Legal loopholes have allowed Taichung Veterans General Hospital to deny annual leave to hundreds of contract employees, employee union officials said yesterday, calling on the Veterans Affairs Council to intervene to restore the workers’ rights.
Ten union members and labor advocates gathered outside the council’s offices in Taipei to demand that more than 300 internal delivery workers be hired directly by the hospital to restore their seniority.
Seniority refers to the number of years an employee has spent working for an employer and is used as a baseline to determine the application and extent of numerous labor benefits, including annual leave.

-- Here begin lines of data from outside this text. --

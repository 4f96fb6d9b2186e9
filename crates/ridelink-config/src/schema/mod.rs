//! Configuration schema types for RideLink.
//!
//! All structs use `serde(default)` so partial configs work correctly.

mod location;
mod logging;
mod map;
mod presence;

pub use location::*;
pub use logging::*;
pub use map::*;
pub use presence::*;

use serde::{Deserialize, Serialize};

/// Current config schema version.
pub const CONFIG_SCHEMA_VERSION: u32 = 1;

/// Root configuration.
#[derive(Debug, Clone, Serialize, Deserialize, Default)]
#[serde(default)]
pub struct RideLinkConfig {
    pub presence: PresenceConfig,
    pub location: LocationConfig,
    pub map: MapConfig,
    pub logging: LoggingConfig,
}

#[cfg(test)]
mod tests {
    use super::*;

    #[test]
    fn default_presence_section() {
        let config = RideLinkConfig::default();
        assert!(config.presence.enabled);
        assert!(config.presence.server_url.is_empty());
        assert_eq!(config.presence.path, "driver_status/connected");
        assert_eq!(config.presence.probe_path, "test_message");
        assert_eq!(config.presence.heartbeat_interval, 25);
        assert_eq!(config.presence.reconnect_delay, 1);
        assert_eq!(config.presence.max_reconnect_delay, 30);
        assert_eq!(config.presence.write_timeout, 10);
    }

    #[test]
    fn default_map_section() {
        let config = RideLinkConfig::default();
        assert!((config.map.zoom - 15.0).abs() < f64::EPSILON);
        assert_eq!(config.map.marker_icon, "user-location-marker");
        assert!(config.map.puck_enabled);
        assert!(config.map.puck_pulsing);
    }

    #[test]
    fn default_location_and_logging() {
        let config = RideLinkConfig::default();
        assert_eq!(config.location.channel_capacity, 64);
        assert_eq!(config.location.replay_interval_ms, 1000);
        assert_eq!(config.logging.level, LogLevel::Info);
    }

    #[test]
    fn partial_toml_keeps_defaults() {
        let config: RideLinkConfig = toml::from_str(
            r#"
[map]
zoom = 17.5
"#,
        )
        .unwrap();
        assert!((config.map.zoom - 17.5).abs() < f64::EPSILON);
        assert_eq!(config.map.marker_icon, "user-location-marker");
        assert_eq!(config.presence.path, "driver_status/connected");
    }

    #[test]
    fn log_level_parses_uppercase() {
        let config: RideLinkConfig = toml::from_str("[logging]\nlevel = \"WARNING\"\n").unwrap();
        assert_eq!(config.logging.level, LogLevel::Warning);
        assert_eq!(config.logging.level.as_directive(), "warn");
    }
}
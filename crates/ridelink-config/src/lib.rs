//! RideLink configuration system.
//!
//! TOML-based configuration with validation. All sections use sensible
//! defaults so partial configs work out of the box.
//!
//! # Quick Start
//!
//! ```rust,no_run
//! use ridelink_config::{load_config, config_to_json};
//!
//! let config = load_config(None).expect("failed to load config");
//! println!("{}", config_to_json(&config));
//! ```

pub mod schema;
pub mod toml_loader;
pub mod validation;

pub use schema::{RideLinkConfig, CONFIG_SCHEMA_VERSION};

use ridelink_common::ConfigError;
use std::path::Path;

/// Load config from `path`, or from the platform default path when `None`.
///
/// The default path is created with a documented template when missing.
/// The result is validated.
pub fn load_config(path: Option<&Path>) -> Result<RideLinkConfig, ConfigError> {
    let config = match path {
        Some(path) => toml_loader::load_from_path(path)?,
        None => toml_loader::load_default()?,
    };
    validation::validate(&config)?;
    Ok(config)
}

/// Serialize a config to a pretty-printed JSON string.
pub fn config_to_json(config: &RideLinkConfig) -> String {
    serde_json::to_string_pretty(config)
        .unwrap_or_else(|e| format!("{{\"error\": \"failed to serialize config: {e}\"}}"))
}

#[cfg(test)]
mod tests {
    use super::*;

    #[test]
    fn config_to_json_contains_all_sections() {
        let json = config_to_json(&RideLinkConfig::default());
        assert!(json.contains("\"presence\""));
        assert!(json.contains("\"location\""));
        assert!(json.contains("\"map\""));
        assert!(json.contains("\"logging\""));
        assert!(json.contains("\"driver_status/connected\""));
    }

    #[test]
    fn config_schema_version_is_1() {
        assert_eq!(CONFIG_SCHEMA_VERSION, 1);
    }

    #[test]
    fn load_config_rejects_invalid_file() {
        let dir = tempfile::tempdir().unwrap();
        let path = dir.path().join("config.toml");
        std::fs::write(&path, "[presence]\nwrite_timeout = 0\n").unwrap();
        let err = load_config(Some(&path)).unwrap_err();
        assert!(matches!(err, ConfigError::ValidationError(_)));
    }

    #[test]
    fn load_config_from_explicit_path() {
        let dir = tempfile::tempdir().unwrap();
        let path = dir.path().join("config.toml");
        std::fs::write(&path, "[logging]\nlevel = \"DEBUG\"\n").unwrap();
        let config = load_config(Some(&path)).unwrap();
        assert_eq!(config.logging.level, schema::LogLevel::Debug);
    }

    #[test]
    fn default_config_round_trips_through_json() {
        let json = config_to_json(&RideLinkConfig::default());
        let parsed: RideLinkConfig = serde_json::from_str(&json).unwrap();
        assert_eq!(parsed.presence.path, "driver_status/connected");
        assert!((parsed.map.zoom - 15.0).abs() < f64::EPSILON);
    }
}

Taiwan Dispatch Worker Industrial Union president Liu Wen-tung (劉文棟) said that while he has worked for the hospital for more than five years, a change to a new contractor last month resulted in his “seniority” being wiped out, denying him any right to annual leave.
“Contractors are supposed to send people to the hospital to supervise us, but the reality is that our jobs have not changed at all, and we are still supervised by the hospital’s medical staff,” he said.
The union estimated that workers had been denied annual leave worth at least NT$1.5 million (US$47,569) at minimum wage level, given that they would have each been entitled to at least seven days of annual leave with even one year of seniority.
While the Labor Standards Act (勞動基準法) allows for seniority to be reset when an employer switches outside contractors, Executive Yuan and Ministry of Labor guidelines both encourage government bodies to include recognition of existing worker seniority in deals with new contractors, union consultant Cheng Chung-jui (鄭中睿) said.
While the contract the hospital had used in its call for bids had included such a provision, it was unclear whether the provision was included in the final deal signed with the contractor, he added.
The council said in a statement that it had directed the hospital to consider the possibility of enabling previous years of work in the hospital to be included when calculating workers’ seniority, adding that workers were not legally entitled to such recognition, because they have no direct contractual relationship with the hospital.